Required action: Everything in the data that follows has to be repeated verbatim.

Dataset records:
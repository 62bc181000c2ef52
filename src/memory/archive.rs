//! Capacity pruning and the on-disk archive.
//!
//! When the active set grows past its limit, the lowest-value unpinned
//! memories are written to a timestamp-named JSON file and then removed from
//! the store. Archive files are written once (temp file + rename) and never
//! modified afterwards.

use std::path::{Path, PathBuf};

use anyhow::{Context, Result};

use crate::memory::now_timestamp;
use crate::memory::types::{ArchiveRecord, Memory};

const ARCHIVE_PREFIX: &str = "archive-";
const ARCHIVE_EXT: &str = "json";

/// The `count - limit` memories to prune, lowest `(importance, last_accessed_at)`
/// first with insertion order as the final tie-break. Pinned memories are
/// never candidates, so fewer may be returned.
pub fn select_prune_candidates(memories: &[Memory], limit: usize) -> Vec<Memory> {
    let excess = memories.len().saturating_sub(limit);
    if excess == 0 {
        return Vec::new();
    }

    let mut candidates: Vec<&Memory> = memories.iter().filter(|m| !m.is_pinned).collect();
    candidates.sort_by(|a, b| {
        a.importance
            .total_cmp(&b.importance)
            .then_with(|| a.last_accessed_at.cmp(&b.last_accessed_at))
            .then_with(|| a.seq.cmp(&b.seq))
    });
    candidates.into_iter().take(excess).cloned().collect()
}

/// Write `memories` as one new archive file in `dir`. Returns its path.
pub fn write_archive(dir: &Path, memories: &[Memory], reason: &str) -> Result<PathBuf> {
    std::fs::create_dir_all(dir)
        .with_context(|| format!("failed to create archive directory {}", dir.display()))?;

    let record = ArchiveRecord {
        archived_at: now_timestamp(),
        reason: reason.to_string(),
        memories: memories.to_vec(),
    };
    let json = serde_json::to_vec_pretty(&record).context("failed to serialize archive")?;

    let path = unused_archive_path(dir);
    let tmp = path.with_extension("json.tmp");
    std::fs::write(&tmp, &json)
        .with_context(|| format!("failed to write archive {}", tmp.display()))?;
    std::fs::rename(&tmp, &path)
        .with_context(|| format!("failed to finalize archive {}", path.display()))?;

    tracing::info!(path = %path.display(), count = memories.len(), "archived memories");
    Ok(path)
}

/// `archive-<UTC timestamp>.json`, with a counter suffix if that name is taken.
fn unused_archive_path(dir: &Path) -> PathBuf {
    let stamp = chrono::Utc::now().format("%Y%m%dT%H%M%S%.6fZ").to_string();
    let mut path = dir.join(format!("{ARCHIVE_PREFIX}{stamp}.{ARCHIVE_EXT}"));
    let mut n = 1;
    while path.exists() {
        path = dir.join(format!("{ARCHIVE_PREFIX}{stamp}-{n}.{ARCHIVE_EXT}"));
        n += 1;
    }
    path
}

/// Archive files in `dir`, oldest first. A missing directory has none.
pub fn list_archives(dir: &Path) -> Result<Vec<PathBuf>> {
    if !dir.exists() {
        return Ok(Vec::new());
    }
    let mut paths: Vec<PathBuf> = std::fs::read_dir(dir)
        .with_context(|| format!("failed to read archive directory {}", dir.display()))?
        .filter_map(|entry| entry.ok().map(|e| e.path()))
        .filter(|p| is_archive_file(p))
        .collect();
    paths.sort();
    Ok(paths)
}

fn is_archive_file(path: &Path) -> bool {
    let name = path.file_name().and_then(|n| n.to_str()).unwrap_or_default();
    name.starts_with(ARCHIVE_PREFIX) && path.extension().and_then(|e| e.to_str()) == Some(ARCHIVE_EXT)
}

pub fn read_archive(path: &Path) -> Result<ArchiveRecord> {
    let bytes = std::fs::read(path)
        .with_context(|| format!("failed to read archive {}", path.display()))?;
    serde_json::from_slice(&bytes)
        .with_context(|| format!("failed to parse archive {}", path.display()))
}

Completed task:
repository 62bc181000c2ef52
filename src/memory/archive.rs
//! Capacity pruning and the on-disk archive.
//!
//! When the active set grows past its limit, the lowest-value unpinned
//! memories are written to a timestamp-named JSON file and then removed from
//! the store. Archive files are written once (temp file + rename) and never
//! modified afterwards.

use std::path::{Path, PathBuf};

use anyhow::{Context, Result};

use crate::memory::now_timestamp;
use crate::memory::types::{ArchiveRecord, Memory};

const ARCHIVE_PREFIX: &str = "archive-";
const ARCHIVE_EXT: &str = "json";

/// The `count - limit` memories to prune, lowest `(importance, last_accessed_at)`
/// first with insertion order as the final tie-break. Pinned memories are
/// never candidates, so fewer may be returned.
pub fn select_prune_candidates(memories: &[Memory], limit: usize) -> Vec<Memory> {
    let excess = memories.len().saturating_sub(limit);
    if excess == 0 {
        return Vec::new();
    }

    let mut candidates: Vec<&Memory> = memories.iter().filter(|m| !m.is_pinned).collect();
    candidates.sort_by(|a, b| {
        a.importance
            .total_cmp(&b.importance)
            .then_with(|| a.last_accessed_at.cmp(&b.last_accessed_at))
            .then_with(|| a.seq.cmp(&b.seq))
    });
    candidates.into_iter().take(excess).cloned().collect()
}

/// Write `memories` as one new archive file in `dir`. Returns its path.
pub fn write_archive(dir: &Path, memories: &[Memory], reason: &str) -> Result<PathBuf> {
    std::fs::create_dir_all(dir)
        .with_context(|| format!("failed to create archive directory {}", dir.display()))?;

    let record = ArchiveRecord {
        archived_at: now_timestamp(),
        reason: reason.to_string(),
        memories: memories.to_vec(),
    };
    let json = serde_json::to_vec_pretty(&record).context("failed to serialize archive")?;

    let path = unused_archive_path(dir);
    let tmp = path.with_extension("json.tmp");
    std::fs::write(&tmp, &json)
        .with_context(|| format!("failed to write archive {}", tmp.display()))?;
    std::fs::rename(&tmp, &path)
        .with_context(|| format!("failed to finalize archive {}", path.display()))?;

    tracing::info!(path = %path.display(), count = memories.len(), "archived memories");
    Ok(path)
}

/// `archive-<UTC timestamp>.json`, with a counter suffix if that name is taken.
fn unused_archive_path(dir: &Path) -> PathBuf {
    let stamp = chrono::Utc::now().format("%Y%m%dT%H%M%S%.6fZ").to_string();
    let mut path = dir.join(format!("{ARCHIVE_PREFIX}{stamp}.{ARCHIVE_EXT}"));
    let mut n = 1;
    while path.exists() {
        path = dir.join(format!("{ARCHIVE_PREFIX}{stamp}-{n}.{ARCHIVE_EXT}"));
        n += 1;
    }
    path
}

/// Archive files in `dir`, oldest first. A missing directory has none.
pub fn list_archives(dir: &Path) -> Result<Vec<PathBuf>> {
    if !dir.exists() {
        return Ok(Vec::new());
    }
    let mut paths: Vec<PathBuf> = std::fs::read_dir(dir)
        .with_context(|| format!("failed to read archive directory {}", dir.display()))?
        .filter_map(|entry| entry.ok().map(|e| e.path()))
        .filter(|p| is_archive_file(p))
        .collect();
    paths.sort();
    Ok(paths)
}

fn is_archive_file(path: &Path) -> bool {
    let name = path.file_name().and_then(|n| n.to_str()).unwrap_or_default();
    name.starts_with(ARCHIVE_PREFIX) && path.extension().and_then(|e| e.to_str()) == Some(ARCHIVE_EXT)
}

pub fn read_archive(path: &Path) -> Result<ArchiveRecord> {
    let bytes = std::fs::read(path)
        .with_context(|| format!("failed to read archive {}", path.display()))?;
    serde_json::from_slice(&bytes)
        .with_context(|| format!("failed to parse archive {}", path.display()))
}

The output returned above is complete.